ACTIVITY: Scan the records below and copy every line that contains the string "single".

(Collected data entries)

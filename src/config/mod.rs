//! Monitor Configuration Module
//!
//! Broker connection and display settings loaded from TOML files.
//!
//! ## Loading Order
//!
//! 1. `WEATHER_MONITOR_CONFIG` environment variable (path to TOML file)
//! 2. `weather_monitor.toml` in the current working directory
//! 3. Built-in defaults (see [`defaults`])
//!
//! The loaded config is passed explicitly to the components that need it;
//! there is no global instance.

mod monitor_config;
pub mod defaults;
pub mod validation;

pub use monitor_config::*;
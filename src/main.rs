//! Weather Monitor - live station table from MQTT telemetry
//!
//! # Usage
//!
//! ```bash
//! # Connect to the default broker (ws://localhost:9001)
//! cargo run --release
//!
//! # Explicit broker, JSON output for piping
//! ./weather-monitor --broker-url ws://broker:9001 --output json | jq .
//! ```
//!
//! # Environment Variables
//!
//! - `BROKER_URL`: broker URL (same as `--broker-url`)
//! - `WEATHER_MONITOR_CONFIG`: path to a TOML config file
//! - `RUST_LOG`: logging level (default: info)

use anyhow::{Context, Result};
use clap::Parser;
use std::path::PathBuf;
use tokio::sync::mpsc;
use tokio_util::sync::CancellationToken;
use tracing::{error, info};

use weather_monitor::acquisition::{MqttDialer, TransportAdapter, TransportStats};
use weather_monitor::config::{MonitorConfig, OutputFormat};
use weather_monitor::pipeline::{IngestStats, Ingestor};
use weather_monitor::presenter::{JsonPresenter, Presenter, TerminalPresenter};

// ============================================================================
// CLI Arguments
// ============================================================================

#[derive(Parser, Debug)]
#[command(name = "weather-monitor")]
#[command(about = "Live plausibility-checked table of weather station telemetry")]
#[command(version)]
struct CliArgs {
    /// Path to a TOML config file (skips the default search order)
    #[arg(short, long, value_name = "PATH")]
    config: Option<PathBuf>,

    /// Broker URL, e.g. ws://localhost:9001 or mqtt://mosquitto:1883
    #[arg(long, env = "BROKER_URL", value_name = "URL")]
    broker_url: Option<String>,

    /// Override the telemetry topic
    #[arg(long)]
    topic: Option<String>,

    /// Output format for the station table
    #[arg(long, value_enum)]
    output: Option<OutputFormat>,
}

/// Resolve the effective configuration: file (or search order), then CLI overrides.
fn resolve_config(args: &CliArgs) -> Result<MonitorConfig> {
    let mut config = match &args.config {
        Some(path) => MonitorConfig::load_from_file(path)
            .with_context(|| format!("Failed to load config from {}", path.display()))?,
        None => MonitorConfig::load(),
    };

    if let Some(url) = &args.broker_url {
        config.broker.url = url.clone();
    }
    if let Some(topic) = &args.topic {
        config.broker.topic = topic.clone();
    }
    if let Some(output) = args.output {
        config.display.output = output;
    }

    config.validate()?;
    Ok(config)
}

fn build_presenter(config: &MonitorConfig) -> Box<dyn Presenter> {
    match config.display.output {
        OutputFormat::Table => Box::new(TerminalPresenter::stdout(config.display.clear_screen)),
        OutputFormat::Json => Box::new(JsonPresenter::stdout()),
    }
}

fn log_final_stats(transport: &TransportStats, ingest: &IngestStats) {
    info!("━━━━━━━━━━━━━━━━━━━━━━━━━━━━━━━━━━━━━━━━");
    info!("📊 FINAL STATISTICS");
    info!("━━━━━━━━━━━━━━━━━━━━━━━━━━━━━━━━━━━━━━━━");
    info!("   Messages Received:   {}", transport.messages_received);
    info!("   Messages Processed:  {}", ingest.messages_processed);
    info!("   Malformed Dropped:   {}", ingest.malformed_dropped);
    info!("   Flagged Readings:    {}", ingest.flagged_readings);
    info!("   Stations Tracked:    {}", ingest.stations_tracked);
    info!("   Broker Connections:  {}", transport.connections);
    info!("   Reconnect Attempts:  {}", transport.reconnect_attempts);
    info!("   Subscribe Failures:  {}", transport.subscribe_failures);
    info!("━━━━━━━━━━━━━━━━━━━━━━━━━━━━━━━━━━━━━━━━");
}

// ============================================================================
// Main Entry Point
// ============================================================================

#[tokio::main]
async fn main() -> Result<()> {
    // Logs go to stderr; stdout belongs to the station table.
    tracing_subscriber::fmt()
        .with_env_filter(
            tracing_subscriber::EnvFilter::try_from_default_env()
                .unwrap_or_else(|_| tracing_subscriber::EnvFilter::new("info")),
        )
        .with_writer(std::io::stderr)
        .with_target(false)
        .init();

    let args = CliArgs::parse();
    let config = resolve_config(&args)?;

    info!(
        broker = %config.broker.url,
        topic = %config.broker.topic,
        reconnect_ms = config.broker.reconnect_interval_ms,
        "Weather monitor starting"
    );

    // Graceful shutdown via Ctrl+C
    let cancel_token = CancellationToken::new();
    let shutdown_token = cancel_token.clone();
    tokio::spawn(async move {
        tokio::signal::ctrl_c().await.ok();
        info!("🛑 Received Ctrl+C, initiating shutdown...");
        shutdown_token.cancel();
    });

    let dialer = MqttDialer::new(config.broker.client_id.clone())
        .with_keep_alive(config.broker.keep_alive());
    let mut adapter = TransportAdapter::new(dialer);
    adapter.connect(&config.broker.url, config.broker.reconnect_interval())?;

    let (tx, rx) = mpsc::channel(config.broker.channel_capacity);
    let ingestor = Ingestor::new(build_presenter(&config));

    let ingest_handle = tokio::spawn(ingestor.run(rx));
    let transport_stats = adapter
        .run(config.broker.topic.clone(), tx, cancel_token)
        .await?;

    let ingest_stats = match ingest_handle.await {
        Ok(stats) => stats,
        Err(e) => {
            error!(error = %e, "Ingestion task failed");
            IngestStats::default()
        }
    };

    log_final_stats(&transport_stats, &ingest_stats);
    info!("✓ Weather monitor shutdown complete");
    Ok(())
}
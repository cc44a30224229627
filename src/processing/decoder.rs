//! JSON payload decoder for station readings.

use crate::types::Reading;
use thiserror::Error;

/// Upper bound on accepted payload size. Station readings are well under 1 KiB.
pub const MAX_PAYLOAD_BYTES: usize = 64 * 1024;

/// A payload that is not a structurally valid reading.
///
/// Dropped by the ingestion loop; never reaches the registry.
#[derive(Debug, Error)]
pub enum MalformedPayload {
    #[error("payload of {len} bytes exceeds limit of {MAX_PAYLOAD_BYTES} bytes")]
    TooLarge { len: usize },

    #[error("invalid reading JSON: {0}")]
    Syntax(#[from] serde_json::Error),

    #[error("stationId is empty")]
    EmptyStationId,
}

/// Decode a raw message payload into a [`Reading`].
///
/// Missing fields, a non-string `stationId` and a `timestamp` that is neither
/// string nor number are rejected. Non-numeric temperature or humidity values
/// decode fine and are left to the validator.
pub fn decode(payload: &[u8]) -> Result<Reading, MalformedPayload> {
    if payload.len() > MAX_PAYLOAD_BYTES {
        return Err(MalformedPayload::TooLarge { len: payload.len() });
    }

    let reading: Reading = serde_json::from_slice(payload)?;

    if reading.station_id.trim().is_empty() {
        return Err(MalformedPayload::EmptyStationId);
    }

    Ok(reading)
}
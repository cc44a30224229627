//! Ingestion Pipeline Module
//!
//! ```text
//! Transport task --mpsc--> Ingestor task
//!                           1. decode   (malformed -> drop, log)
//!                           2. validate (implausible -> flag, keep)
//!                           3. upsert   (registry, single writer)
//!                           4. render   (full snapshot)
//! ```

pub mod processing_loop;

pub use processing_loop::{IngestStats, Ingestor};
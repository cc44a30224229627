//! Message processing - payload decoding and plausibility validation
//!
//! Both stages are pure: no I/O, no registry access. The ingestion loop in
//! [`crate::pipeline`] chains them per message.

mod decoder;
mod validator;

pub use decoder::{decode, MalformedPayload, MAX_PAYLOAD_BYTES};
pub use validator::{
    validate, HUMIDITY_MAX_PERCENT, HUMIDITY_MIN_PERCENT, TEMPERATURE_FLOOR_CELSIUS,
};
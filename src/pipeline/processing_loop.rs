//! Serialized ingestion loop: decode -> validate -> upsert -> render.
//!
//! The [`Ingestor`] owns the registry and the presenter. It consumes the
//! transport channel on a single task, so two messages are never in the
//! pipeline at once and the registry needs no lock.

use serde::Serialize;
use tokio::sync::mpsc;
use tracing::{debug, error, info};

use crate::acquisition::InboundMessage;
use crate::config::defaults::PROGRESS_LOG_INTERVAL;
use crate::presenter::Presenter;
use crate::processing::{decode, validate, MalformedPayload};
use crate::registry::StationRegistry;
use crate::types::ValidationResult;

/// Ingestion counters.
#[derive(Debug, Clone, Default, PartialEq, Eq, Serialize)]
pub struct IngestStats {
    pub messages_processed: u64,
    pub malformed_dropped: u64,
    /// Readings stored with `valid = false`
    pub flagged_readings: u64,
    pub stations_tracked: usize,
}

/// Owns all state needed for the ingestion loop.
pub struct Ingestor<P: Presenter> {
    registry: StationRegistry,
    presenter: P,
    stats: IngestStats,
}

impl<P: Presenter> Ingestor<P> {
    pub fn new(presenter: P) -> Self {
        Self::with_registry(StationRegistry::new(), presenter)
    }

    pub fn with_registry(registry: StationRegistry, presenter: P) -> Self {
        Self {
            registry,
            presenter,
            stats: IngestStats::default(),
        }
    }

    /// Run one message through the pipeline.
    ///
    /// A malformed payload is logged and counted; nothing is stored and
    /// nothing is rendered. Implausible readings are stored, flagged, and
    /// rendered like any other.
    pub fn process_message(
        &mut self,
        message: &InboundMessage,
    ) -> Result<ValidationResult, MalformedPayload> {
        let reading = match decode(&message.payload) {
            Ok(reading) => reading,
            Err(e) => {
                self.stats.malformed_dropped += 1;
                error!(
                    topic = %message.topic,
                    bytes = message.payload.len(),
                    error = %e,
                    "Dropping malformed message"
                );
                return Err(e);
            }
        };

        let verdict = validate(&reading);
        if !verdict.valid {
            self.stats.flagged_readings += 1;
            debug!(
                station = %reading.station_id,
                issues = ?verdict.issues,
                "Implausible reading flagged"
            );
        }

        self.registry.upsert(&reading.station_id, &reading, &verdict);
        self.stats.messages_processed += 1;
        self.stats.stations_tracked = self.registry.len();

        self.presenter.render(&self.registry.snapshot());

        Ok(verdict)
    }

    /// Consume messages until the transport closes the channel.
    ///
    /// Returns final ingestion statistics.
    pub async fn run(mut self, mut rx: mpsc::Receiver<InboundMessage>) -> IngestStats {
        info!("[Ingestor] Processing station readings");

        while let Some(message) = rx.recv().await {
            if self.process_message(&message).is_err() {
                continue;
            }

            if self.stats.messages_processed % PROGRESS_LOG_INTERVAL == 0 {
                info!(
                    processed = self.stats.messages_processed,
                    stations = self.stats.stations_tracked,
                    flagged = self.registry.flagged_count(),
                    malformed = self.stats.malformed_dropped,
                    "Ingestion progress"
                );
            }
        }

        info!("[Ingestor] Message channel closed");
        self.stats
    }

    pub fn registry(&self) -> &StationRegistry {
        &self.registry
    }

    pub fn stats(&self) -> &IngestStats {
        &self.stats
    }

    pub fn presenter(&self) -> &P {
        &self.presenter
    }
}

#[cfg(test)]
mod tests {
    use super::*;
    use crate::types::{Snapshot, StationRecord};
    use std::io;
    use std::sync::{Arc, Mutex};

    #[derive(Clone, Default)]
    struct LogBuffer(Arc<Mutex<Vec<u8>>>);

    impl io::Write for LogBuffer {
        fn write(&mut self, buf: &[u8]) -> io::Result<usize> {
            self.0.lock().unwrap().extend_from_slice(buf);
            Ok(buf.len())
        }

        fn flush(&mut self) -> io::Result<()> {
            Ok(())
        }
    }

    #[derive(Default)]
    struct CountingPresenter {
        frames: Vec<Snapshot>,
    }

    impl Presenter for CountingPresenter {
        fn render(&mut self, snapshot: &[(String, StationRecord)]) {
            self.frames.push(snapshot.to_vec());
        }
    }

    fn msg(payload: &str) -> InboundMessage {
        InboundMessage::new("weather", payload.as_bytes().to_vec())
    }

    #[test]
    fn test_valid_message_renders_once() {
        let mut ingestor = Ingestor::new(CountingPresenter::default());
        let verdict = ingestor
            .process_message(&msg(
                r#"{"stationId":"S1","temperature":22.5,"humidity":55,"timestamp":"T1"}"#,
            ))
            .unwrap();
        assert!(verdict.valid);
        assert_eq!(ingestor.presenter().frames.len(), 1);
        assert_eq!(ingestor.stats().messages_processed, 1);
    }

    #[test]
    fn test_malformed_message_has_no_effect() {
        let mut ingestor = Ingestor::new(CountingPresenter::default());
        assert!(ingestor.process_message(&msg("{{garbage")).is_err());
        assert!(ingestor.registry().is_empty());
        assert!(ingestor.presenter().frames.is_empty());
        assert_eq!(ingestor.stats().malformed_dropped, 1);
        assert_eq!(ingestor.stats().messages_processed, 0);
    }

    #[test]
    fn test_malformed_message_logged_as_error() {
        let logs = LogBuffer::default();
        let writer = logs.clone();
        let subscriber = tracing_subscriber::fmt()
            .with_writer(move || writer.clone())
            .with_ansi(false)
            .with_max_level(tracing::Level::TRACE)
            .finish();

        let mut ingestor = Ingestor::new(CountingPresenter::default());
        tracing::subscriber::with_default(subscriber, || {
            assert!(ingestor.process_message(&msg("not json")).is_err());
        });

        let output = String::from_utf8(logs.0.lock().unwrap().clone()).unwrap();
        let lines: Vec<_> = output
            .lines()
            .filter(|l| l.contains("Dropping malformed message"))
            .collect();
        assert_eq!(lines.len(), 1, "{output}");
        assert!(lines[0].contains("ERROR"), "{}", lines[0]);
    }

    #[test]
    fn test_flagged_reading_is_kept() {
        let mut ingestor = Ingestor::new(CountingPresenter::default());
        ingestor
            .process_message(&msg(
                r#"{"stationId":"S2","temperature":-999,"humidity":50,"timestamp":"T"}"#,
            ))
            .unwrap();
        assert_eq!(ingestor.stats().flagged_readings, 1);
        assert!(!ingestor.registry().get("S2").unwrap().valid);
    }

    #[tokio::test]
    async fn test_run_drains_channel_in_order() {
        let (tx, rx) = mpsc::channel(8);
        for (i, ts) in ["T1", "T2", "T3"].iter().enumerate() {
            let payload = format!(
                r#"{{"stationId":"S1","temperature":{i},"humidity":50,"timestamp":"{ts}"}}"#
            );
            tx.send(msg(&payload)).await.unwrap();
        }
        tx.send(msg("not json")).await.unwrap();
        drop(tx);

        let stats = Ingestor::new(CountingPresenter::default()).run(rx).await;
        assert_eq!(stats.messages_processed, 3);
        assert_eq!(stats.malformed_dropped, 1);
        assert_eq!(stats.stations_tracked, 1);
    }
}
//! Ingestion Regression Tests
//!
//! Drives raw payloads through the full decode -> validate -> upsert -> render
//! path of the `Ingestor` and asserts on registry contents and render calls.

use std::sync::{Arc, Mutex};

use weather_monitor::types::{Measurement, Snapshot, StationRecord, Timestamp};
use weather_monitor::{InboundMessage, Ingestor, Presenter};

/// Presenter that keeps every rendered snapshot for inspection.
#[derive(Clone, Default)]
struct RecordingPresenter {
    frames: Arc<Mutex<Vec<Snapshot>>>,
}

impl RecordingPresenter {
    fn frame_count(&self) -> usize {
        self.frames.lock().unwrap().len()
    }

    fn last_frame(&self) -> Snapshot {
        self.frames.lock().unwrap().last().cloned().unwrap_or_default()
    }
}

impl Presenter for RecordingPresenter {
    fn render(&mut self, snapshot: &[(String, StationRecord)]) {
        self.frames.lock().unwrap().push(snapshot.to_vec());
    }
}

fn message(payload: &str) -> InboundMessage {
    InboundMessage::new("weather", payload.as_bytes().to_vec())
}

const SCENARIO_A: &str = r#"{"stationId":"S1","temperature":22.5,"humidity":55,"timestamp":"T1"}"#;
const SCENARIO_B: &str = r#"{"stationId":"S2","temperature":-300,"humidity":55,"timestamp":"T2"}"#;
const SCENARIO_C: &str = r#"{"stationId":"S1","temperature":10,"humidity":40,"timestamp":"T3"}"#;

#[test]
fn scenario_a_valid_reading_is_stored_clean() {
    let presenter = RecordingPresenter::default();
    let mut ingestor = Ingestor::new(presenter.clone());

    ingestor.process_message(&message(SCENARIO_A)).unwrap();

    let record = ingestor.registry().get("S1").expect("S1 should be registered");
    assert!(record.valid);
    assert!(record.issues.is_empty());
    assert_eq!(record.temperature, Measurement::Numeric(22.5));
    assert_eq!(presenter.frame_count(), 1);
}

#[test]
fn scenario_b_implausible_reading_is_flagged_not_dropped() {
    let mut ingestor = Ingestor::new(RecordingPresenter::default());

    ingestor.process_message(&message(SCENARIO_B)).unwrap();

    let record = ingestor.registry().get("S2").expect("S2 should be registered");
    assert!(!record.valid);
    assert_eq!(record.issues.len(), 1);
    assert!(record.issues[0].contains("-300"), "issue: {}", record.issues[0]);
}

#[test]
fn scenario_c_newer_reading_overwrites_fully() {
    let mut ingestor = Ingestor::new(RecordingPresenter::default());

    ingestor.process_message(&message(SCENARIO_A)).unwrap();
    ingestor.process_message(&message(SCENARIO_C)).unwrap();

    let record = ingestor.registry().get("S1").unwrap();
    assert_eq!(record.temperature, Measurement::Numeric(10.0));
    assert_eq!(record.humidity, Measurement::Numeric(40.0));
    assert_eq!(record.timestamp, Timestamp::Text("T3".to_string()));
    assert!(record.valid);
    assert_eq!(ingestor.registry().len(), 1);
}

#[test]
fn flagged_station_recovers_on_next_good_reading() {
    let mut ingestor = Ingestor::new(RecordingPresenter::default());
    ingestor
        .process_message(&message(
            r#"{"stationId":"S1","temperature":-999,"humidity":130,"timestamp":"T1"}"#,
        ))
        .unwrap();
    assert_eq!(ingestor.registry().get("S1").unwrap().issues.len(), 2);

    ingestor.process_message(&message(SCENARIO_A)).unwrap();
    let record = ingestor.registry().get("S1").unwrap();
    assert!(record.valid);
    assert!(record.issues.is_empty(), "issues must not carry over");
}

#[test]
fn malformed_payload_leaves_registry_and_display_untouched() {
    let presenter = RecordingPresenter::default();
    let mut ingestor = Ingestor::new(presenter.clone());
    ingestor.process_message(&message(SCENARIO_A)).unwrap();
    let before = ingestor.registry().snapshot();

    let err = ingestor
        .process_message(&InboundMessage::new("weather", b"\x00\x01not-json".to_vec()))
        .unwrap_err();
    assert!(err.to_string().contains("invalid reading JSON"));

    assert_eq!(ingestor.registry().snapshot(), before);
    assert_eq!(presenter.frame_count(), 1, "no render for a dropped message");
    assert_eq!(ingestor.stats().malformed_dropped, 1);
}

#[test]
fn payload_without_station_id_is_dropped() {
    let presenter = RecordingPresenter::default();
    let mut ingestor = Ingestor::new(presenter.clone());

    assert!(ingestor
        .process_message(&message(r#"{"temperature":20,"humidity":50,"timestamp":"T"}"#))
        .is_err());

    assert!(ingestor.registry().is_empty());
    assert_eq!(presenter.frame_count(), 0);
}

#[test]
fn every_processed_message_triggers_full_render() {
    let presenter = RecordingPresenter::default();
    let mut ingestor = Ingestor::new(presenter.clone());

    for payload in [SCENARIO_A, SCENARIO_B, SCENARIO_C] {
        ingestor.process_message(&message(payload)).unwrap();
    }

    assert_eq!(presenter.frame_count(), 3);
    let last = presenter.last_frame();
    let ids: Vec<_> = last.iter().map(|(id, _)| id.as_str()).collect();
    assert_eq!(ids, vec!["S1", "S2"]);
    assert_eq!(last[0].1.timestamp, Timestamp::Text("T3".to_string()));
}

#[tokio::test]
async fn run_loop_processes_channel_in_delivery_order() {
    let presenter = RecordingPresenter::default();
    let (tx, rx) = tokio::sync::mpsc::channel(16);
    let handle = tokio::spawn(Ingestor::new(presenter.clone()).run(rx));

    tx.send(message(SCENARIO_A)).await.unwrap();
    tx.send(message("garbage")).await.unwrap();
    tx.send(message(SCENARIO_B)).await.unwrap();
    tx.send(message(SCENARIO_C)).await.unwrap();
    drop(tx);

    let stats = handle.await.unwrap();
    assert_eq!(stats.messages_processed, 3);
    assert_eq!(stats.malformed_dropped, 1);
    assert_eq!(stats.flagged_readings, 1);
    assert_eq!(stats.stations_tracked, 2);

    let last = presenter.last_frame();
    assert_eq!(last[0].1.timestamp, Timestamp::Text("T3".to_string()));
}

ANSWER:
//!                           3. upsert   (registry, single writer)
//! transport channel on a single task, so two messages are never in the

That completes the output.